Berita tersebut mewakili maraknya kasus-kasus sejenis tentang terjadinya benturan budaya antara masyarakat muslim sekuler dengan budaya islam abangan yang berciri seperti diatas. Kendati tidak secara langsung menuduh bahwa ajaran islam abangan ini sangat dekat dengan keyakinan teroris yang dianalogikan polisi sebagai teroris jaringan Noordin M Top, yang merupakan sempalan Jamaah Islamiyah garis keras, namun akibat pemberitaan media massa yang bertubi-tubi tanpa adanya berita pembanding, maka opini masyarakat pun tergiring bahwa dalam kehidupan sosialnya para buronan teroris akan berpenampilan seperti rilis pihak kepolisian. Dampaknya adalah pembentukan persepsi masyarakat terhadap ciri profil buronan teroris, sehingga ketika menemukan orang, atau sekelompok orang yang berpakaian baju koko, celana menggantung, dan berjenggot akan dicurigai sebagai teroris.

Pertanyaannya adalah kenapa masyarakat yang sebelumnya bisa hidup berdampingan dengan budaya tersebut diatas, kemudian berubah menjadi curiga dan khawatir?

II. Landasan Teori
a).
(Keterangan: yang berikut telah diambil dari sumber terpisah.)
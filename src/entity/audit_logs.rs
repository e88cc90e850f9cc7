use sea_orm::entity::prelude::*;
use serde_json::Value;

/// Append-only trail written by `audit::log_audit`. `user_id` is not a
/// foreign key so entries outlive the accounts they mention.
#[derive(Clone, Debug, PartialEq, DeriveEntityModel)]
#[sea_orm(table_name = "audit_logs")]
pub struct Model {
    #[sea_orm(primary_key, auto_increment = false)]
    pub id: Uuid,
    pub user_id: Option<Uuid>,
    pub action: String,
    pub resource: Option<String>,
    pub metadata: Option<Value>,
    pub created_at: DateTimeWithTimeZone,
}

#[derive(Copy, Clone, Debug, EnumIter, DeriveRelation)]
pub enum Relation {}

impl ActiveModelBehavior for ActiveModel {}
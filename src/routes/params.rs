use serde::Deserialize;
use utoipa::{IntoParams, ToSchema};
use uuid::Uuid;

#[derive(Debug, Deserialize, ToSchema, IntoParams)]
#[serde(rename_all = "camelCase")]
#[into_params(parameter_in = Query)]
pub struct AddToCartQuery {
    pub product_id: Uuid,
    pub quantity: i32,
}

/// Kept as a raw string so an unknown value gets the status-specific message.
#[derive(Debug, Deserialize, ToSchema, IntoParams)]
#[into_params(parameter_in = Query)]
pub struct StatusQuery {
    pub status: String,
}

#[derive(Debug, Deserialize, ToSchema, IntoParams)]
#[into_params(parameter_in = Query)]
pub struct RoleQuery {
    pub role: String,
}
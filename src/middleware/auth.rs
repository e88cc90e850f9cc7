use axum::{extract::FromRequestParts, http::header};
use uuid::Uuid;

use crate::{error::AppError, models::Role, state::AppState};

/// Caller identity, taken verbatim from verified token claims.
#[derive(Debug, Clone)]
pub struct AuthUser {
    pub user_id: Uuid,
    pub email: String,
    pub role: Role,
}

pub fn ensure_role(user: &AuthUser, role: Role) -> Result<(), AppError> {
    if user.role != role {
        return Err(AppError::Forbidden);
    }
    Ok(())
}

pub fn ensure_admin(user: &AuthUser) -> Result<(), AppError> {
    ensure_role(user, Role::Admin)
}

impl FromRequestParts<AppState> for AuthUser {
    type Rejection = AppError;

    async fn from_request_parts(
        parts: &mut axum::http::request::Parts,
        state: &AppState,
    ) -> Result<Self, Self::Rejection> {
        let auth_header = parts
            .headers
            .get(header::AUTHORIZATION)
            .ok_or_else(|| AppError::Unauthorized("Missing Authorization header".into()))?;

        let auth_str = auth_header
            .to_str()
            .map_err(|_| AppError::Unauthorized("Invalid Authorization header".into()))?;

        let token = auth_str
            .strip_prefix("Bearer ")
            .map(str::trim)
            .ok_or_else(|| AppError::Unauthorized("Invalid Authorization scheme".into()))?;

        let claims = state.tokens.verify(token)?;

        Ok(AuthUser {
            user_id: claims.user_id,
            email: claims.email,
            role: claims.role,
        })
    }
}
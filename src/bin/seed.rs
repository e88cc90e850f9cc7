use chrono::Utc;
use sea_orm::{ActiveModelTrait, ColumnTrait, DatabaseConnection, EntityTrait, QueryFilter, Set};
use storefront_api::{
    config::{AdminSeed, AppConfig},
    db::{create_orm_conn, run_migrations},
    entity::{
        categories::{ActiveModel as CategoryActive, Column as CatCol, Entity as Categories},
        products::{ActiveModel as ProductActive, Column as ProdCol, Entity as Products},
        users::{ActiveModel as UserActive, Column as UserCol, Entity as Users},
    },
    models::Role,
    security::hash_password,
    services::auth_service::ensure_admin_account,
};
use uuid::Uuid;

// (category, name, description, price in cents, stock)
const PRODUCTS: &[(&str, &str, &str, i64, i32)] = &[
    ("Apparel", "Ferris Hoodie", "Warm hoodie for Rustaceans", 5500, 50),
    ("Apparel", "Crab Socks", "Two pairs, one size", 900, 120),
    ("Kitchen", "Ferris Mug", "Coffee tastes better with Ferris", 1200, 100),
    ("Stationery", "Sticker Pack", "Decorate your laptop", 500, 200),
];

#[tokio::main]
async fn main() -> anyhow::Result<()> {
    dotenvy::dotenv().ok();
    let config = AppConfig::from_env()?;

    let orm = create_orm_conn(&config.database_url).await?;
    run_migrations(&orm).await?;

    let admin = config.admin_seed.clone().unwrap_or_else(|| AdminSeed {
        email: "admin@example.com".into(),
        password: "admin123".into(),
    });
    ensure_admin_account(&orm, &admin, Utc::now()).await?;
    println!("Ensured admin {}", admin.email);

    ensure_user(&orm, "user@example.com", "user123").await?;
    seed_catalog(&orm).await?;

    println!("Seed completed");
    Ok(())
}

async fn ensure_user(orm: &DatabaseConnection, email: &str, password: &str) -> anyhow::Result<()> {
    let exists = Users::find()
        .filter(UserCol::Email.eq(email))
        .one(orm)
        .await?
        .is_some();
    if !exists {
        UserActive {
            id: Set(Uuid::new_v4()),
            email: Set(email.to_string()),
            password_hash: Set(hash_password(password)?),
            role: Set(Role::User.as_str().to_string()),
            display_name: Set(None),
            created_at: Set(Utc::now().into()),
        }
        .insert(orm)
        .await?;
    }
    println!("Ensured user {email}");
    Ok(())
}

async fn seed_catalog(orm: &DatabaseConnection) -> anyhow::Result<()> {
    for (category, name, description, price, stock) in PRODUCTS {
        let category_id = match Categories::find()
            .filter(CatCol::Name.eq(*category))
            .one(orm)
            .await?
        {
            Some(existing) => existing.id,
            None => {
                CategoryActive {
                    id: Set(Uuid::new_v4()),
                    name: Set(category.to_string()),
                    created_at: Set(Utc::now().into()),
                }
                .insert(orm)
                .await?
                .id
            }
        };

        let exists = Products::find()
            .filter(ProdCol::Name.eq(*name))
            .one(orm)
            .await?
            .is_some();
        if exists {
            continue;
        }

        ProductActive {
            id: Set(Uuid::new_v4()),
            name: Set(name.to_string()),
            description: Set(Some(description.to_string())),
            price: Set(*price),
            stock_qty: Set(*stock),
            image_url: Set(None),
            is_active: Set(true),
            category_id: Set(category_id),
            created_at: Set(Utc::now().into()),
        }
        .insert(orm)
        .await?;
    }

    println!("Seeded catalog");
    Ok(())
}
Pengertian budaya
Budaya dalah tatanan pengetahuan, pengalaman, kepercayaan, nilai, sikap, makna, hirarki, agama, waktu, peranan, hubungan ruang dan waktu, konsep alam semesta, obyek-obyek materi, merupakan milik yang diperoleh sekelompok besar orang dari generasi ke generasi melalui usaha individu dan kelompok.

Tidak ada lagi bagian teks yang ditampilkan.